The Crestwood Board of Aldermen will meet at 8 p.m. Tuesday, Nov. 8, at City Hall, 1 Detjen Drive.
The meeting will start one hour later than usual because of the election in which city voters will decide whether increases are needed in the city’s merchant license fee and the city’s tax on utility gross receipts.
Board of Aldermen President Tim True-blood told the Call he hopes to discuss the possibility of placing two measures on the April ballot — a general obligation bond issue and an increase in the property tax rate.
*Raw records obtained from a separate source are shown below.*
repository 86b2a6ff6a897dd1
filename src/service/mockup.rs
use crate::config::constant::{MIN_GENERATED_IMAGES, VARIANT_SUFFIX};
use crate::entity::mockup::{EditRequest, GenerationRequest};
use crate::utils::error::MockupError;
use crate::utils::gemini::ImageModel;
use crate::utils::prompt::build_prompt;
use tracing::{error, info};

/// Both calls are in flight at once; results keep call order (base prompt
/// first, variant second).
pub async fn generate_mockup(
    model: &dyn ImageModel,
    request: &GenerationRequest,
) -> Result<Vec<String>, MockupError> {
    let base_prompt = build_prompt(
        &request.style,
        request.clothing_type,
        request.custom_text.as_deref(),
    );
    let variant_prompt = format!("{} {}", base_prompt, VARIANT_SUFFIX);

    info!(
        "Generating '{}' mockups of a {} ({} variants)",
        request.style, request.clothing_type, MIN_GENERATED_IMAGES
    );

    let (first, second) = futures::try_join!(
        model.generate_content(&request.source_image, &base_prompt),
        model.generate_content(&request.source_image, &variant_prompt),
    )
    .map_err(|e| {
        error!("Mockup generation call failed: {}", e);
        e
    })?;

    let images: Vec<String> = first
        .iter()
        .chain(second.iter())
        .map(|image| image.to_data_uri())
        .collect();

    match images.len() {
        0 => Err(MockupError::GenerationFailed),
        produced if produced < MIN_GENERATED_IMAGES => Err(MockupError::InsufficientResults {
            produced,
            expected: MIN_GENERATED_IMAGES,
        }),
        produced => {
            info!("Mockup generation produced {} image(s)", produced);
            Ok(images)
        }
    }
}

pub async fn edit_image(model: &dyn ImageModel, request: &EditRequest) -> Result<String, MockupError> {
    info!(
        "Editing a {} image with a {}-char instruction",
        request.source_image.mime_type,
        request.instruction.len()
    );

    let images = model
        .generate_content(&request.source_image, &request.instruction)
        .await?;

    images
        .first()
        .map(|image| image.to_data_uri())
        .ok_or(MockupError::NoImageProduced)
}
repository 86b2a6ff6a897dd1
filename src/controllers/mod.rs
pub mod mockup;
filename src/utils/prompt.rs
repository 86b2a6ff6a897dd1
use crate::entity::mockup::{ClothingType, MockupStyle};
use tracing::warn;

fn template(style: MockupStyle, clothing_type: ClothingType) -> String {
    match style {
        MockupStyle::MaleModel => format!(
            "Create a photorealistic fashion mockup. A male model is wearing the exact {clothing_type} from the provided image. The model is in a bright, modern studio setting. The clothing should fit the model naturally, replacing any clothing they were wearing. The focus is on the clothing. High-resolution, detailed."
        ),
        MockupStyle::FemaleModel => format!(
            "Create a photorealistic fashion mockup. A female model is wearing the exact {clothing_type} from the provided image. The model is in a stylish urban outdoor setting with a slightly blurred background. The clothing should fit the model naturally, replacing any clothing they were wearing. The focus is on the clothing. High-resolution, detailed."
        ),
        MockupStyle::FlatLay => format!(
            "Based on the provided image of a {clothing_type}, create a new, professional flat-lay product photograph of that same item. The {clothing_type} should be neatly folded on a clean, light-colored wooden surface. Add some complementary accessories like sunglasses or a small plant nearby. High-resolution, detailed lighting."
        ),
        MockupStyle::Hanging => format!(
            "Based on the provided image of a {clothing_type}, create a new, high-quality product shot of that same item. The {clothing_type} is on a simple wooden hanger against a clean, white brick wall. The lighting should be soft and natural, showing fabric texture. High-resolution, detailed."
        ),
    }
}

pub fn build_prompt(style: &str, clothing_type: ClothingType, custom_text: Option<&str>) -> String {
    let mut prompt = match style.parse::<MockupStyle>() {
        Ok(style) => template(style, clothing_type),
        Err(e) => {
            warn!("{}, falling back to the generic mockup prompt", e);
            format!("Create a professional mockup of this {clothing_type}.")
        }
    };

    if let Some(custom) = custom_text.map(str::trim).filter(|text| !text.is_empty()) {
        prompt.push(' ');
        prompt.push_str(custom);
    }
    prompt
}
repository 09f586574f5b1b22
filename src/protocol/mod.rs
//! RESP2 wire protocol
//!
//! Parsing of client requests (multi-bulk and inline) and encoding of
//! replies. Independent from the store and command layers.

mod resp;
mod types;

pub use resp::{RespEncoder, RespParser};
pub use types::{RespError, RespValue};
//! Gateway assembly
//!
//! Turns the configured sources into the single store served by the RESP
//! server and the REST mirror.

use crate::cache::Cache;
use crate::config::SourceConfig;
use crate::error::{Result, StoreError};
use crate::multistore::MultiStore;
use crate::proxy::CacheProxy;
use crate::pubsub::Broker;
use crate::store::{ConnectContext, ConnectorRegistry, Store};
use std::sync::Arc;
use tokio_util::sync::CancellationToken;
use tracing::{error, info};

/// Connect and bind every source, then aggregate them
///
/// Each cacheable source gets its own view `s{index}/` of `cache`. A failed
/// connection or bind aborts the build and closes the sources opened so far.
pub async fn build(
    sources: &[SourceConfig],
    registry: &ConnectorRegistry,
    broker: Arc<Broker>,
    cache: Option<Arc<dyn Cache>>,
    shutdown: &CancellationToken,
) -> Result<Arc<MultiStore>> {
    let ctx = ConnectContext { broker };
    let mut stores: Vec<Arc<dyn Store>> = Vec::with_capacity(sources.len());

    for (idx, source) in sources.iter().enumerate() {
        let store = match connect_source(source, registry, &ctx).await {
            Ok(store) => store,
            Err(e) => {
                error!(source = idx, "failed to open source: {}", e);
                close_all(&stores).await;
                return Err(e);
            }
        };

        let channel = Some(source.notify_channel.as_str()).filter(|c| !c.is_empty());
        let view = cache.as_ref().map(|c| c.with_prefix(&format!("s{idx}/")));
        stores.push(CacheProxy::wrap(store, view, channel, shutdown));
        info!(source = idx, binds = source.binds.len(), "source ready");
    }

    Ok(Arc::new(MultiStore::new(stores)))
}

async fn connect_source(
    source: &SourceConfig,
    registry: &ConnectorRegistry,
    ctx: &ConnectContext,
) -> Result<Arc<dyn Store>> {
    let store = registry.connect_store(&source.connect, ctx).await?;
    for conf in &source.binds {
        if let Err(e) = store.bind(conf).await {
            if let Err(close_err) = store.close().await {
                error!("closing unbound source: {}", close_err);
            }
            return Err(e);
        }
    }
    Ok(store)
}

async fn close_all(stores: &[Arc<dyn Store>]) {
    let mut errors = Vec::new();
    for store in stores {
        if let Err(e) = store.close().await {
            errors.push(e);
        }
    }
    if let Err(e) = StoreError::combine(errors) {
        error!("closing sources: {}", e);
    }
}

#[cfg(test)]
mod tests {
    use super::*;
    use crate::cache::{CacheOptions, MemoryCache};
    use crate::store::{BindConfig, StoreConnector};
    use crate::testing::MemoryStore;
    use async_trait::async_trait;
    use bytes::Bytes;
    use std::sync::atomic::Ordering;

    /// Hands out one prepared store
    struct FixedConnector(Arc<MemoryStore>);

    #[async_trait]
    impl StoreConnector for FixedConnector {
        async fn connect(&self, _url: &str, _ctx: &ConnectContext) -> Result<Arc<dyn Store>> {
            Ok(self.0.clone() as Arc<dyn Store>)
        }
    }

    fn source(connect: &str, key: &str) -> SourceConfig {
        SourceConfig {
            connect: connect.into(),
            notify_channel: String::new(),
            binds: vec![BindConfig::table(key, 0, "t")],
        }
    }

    #[tokio::test]
    async fn test_build_aggregates_sources() {
        let memory = Arc::new(MemoryStore::new());
        memory.insert(0, "user_1", "alice");

        let mut registry = ConnectorRegistry::with_defaults();
        registry.register_store("mem", Arc::new(FixedConnector(memory.clone())));

        let broker = Arc::new(Broker::new());
        let cache: Arc<dyn Cache> = Arc::new(MemoryCache::new(CacheOptions::default()));
        let sources = vec![source("pubsub://", "events"), source("mem://", "user_{{id}}")];
        let shutdown = CancellationToken::new();

        let store = build(&sources, &registry, broker.clone(), Some(cache.clone()), &shutdown)
            .await
            .unwrap();
        assert_eq!(store.len(), 2);

        assert_eq!(store.get(0, "user_1").await.unwrap(), Bytes::from("alice"));
        assert_eq!(store.get(0, "user_1").await.unwrap(), Bytes::from("alice"));
        assert_eq!(memory.gets.load(Ordering::SeqCst), 1);
        assert_eq!(cache.get("s1/0:user_1").await.unwrap(), Bytes::from("alice"));

        let mut sub = broker.subscription();
        sub.subscribe("events");
        store.set(0, "events", Bytes::from("ping")).await.unwrap();
        assert!(sub.recv().await.is_some());

        store.close().await.unwrap();
        assert!(memory.closed.load(Ordering::SeqCst));
    }

    #[tokio::test]
    async fn test_bind_failure_aborts() {
        let healthy = Arc::new(MemoryStore::new());
        let broken = Arc::new(MemoryStore::new().rejecting_binds());

        let mut registry = ConnectorRegistry::new();
        registry.register_store("ok", Arc::new(FixedConnector(healthy.clone())));
        registry.register_store("bad", Arc::new(FixedConnector(broken.clone())));

        let sources = vec![source("ok://", "a_{{id}}"), source("bad://", "b_{{id}}")];
        let err = build(
            &sources,
            &registry,
            Arc::new(Broker::new()),
            None,
            &CancellationToken::new(),
        )
        .await
        .err()
        .unwrap();

        assert!(matches!(err, StoreError::InvalidBindConfig(_)));
        assert!(healthy.closed.load(Ordering::SeqCst));
        assert!(broken.closed.load(Ordering::SeqCst));
    }

    #[tokio::test]
    async fn test_unknown_scheme() {
        let err = build(
            &[source("mongo://db", "k")],
            &ConnectorRegistry::with_defaults(),
            Arc::new(Broker::new()),
            None,
            &CancellationToken::new(),
        )
        .await
        .err()
        .unwrap();
        assert!(matches!(err, StoreError::UnsupportedScheme(_)));
    }
}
Aldermen recently approved a motion instructing City Attorney Rob Golterman to draft an ordinance placing a general obligation bond issue on the April 4 ballot. The general obligation bond issue, if placed on the ballot and approved by voters, would be used to “pay off and end the use of the line of credit and bring all funds to a current balance of zero,” according to the motion made by Trueblood of Ward 2 and seconded by Ward 4 Alderman Pat Duwe. The amount of the general obligation bond issue was not specified in the motion, which aldermen approved with a 7-1 vote. Ward 3 Alderman Jerry Miguel was opposed.
Aldermen planned to consider the ordinance Oct. 25, but postponed discussion until the Nov. 8 meeting.
“What I would like to do at the next regularly scheduled meeting (at 8 p.m. Nov. 8) is to fully put before the board two options of which I hope both are put on the ballot in April,” Trueblood said. “One would be a general obligation bond in the amount that would pay off the long- and short-term debt packages … that we currently owe South-west Bank. The other would be a small increase — 12 cents, which is a 50 percent increase — on the property tax rate so the citizens have a couple of options.
“One, they could say yes to both, in which the city would be out of long-term debt and be able to fund its future debt and services appropriately … The other option would be voting for just the bonds, which means at least the city would be out of the debt package we’re currently incurring. The other one would be just the 12 cents, which is the number I’ve used, permanent tax increase on our property, which, quite honestly, probably would not do much more than slow the hemorrhaging down …,” he said, noting that any revenue generated by an increase in the property tax rate would not available until 2007.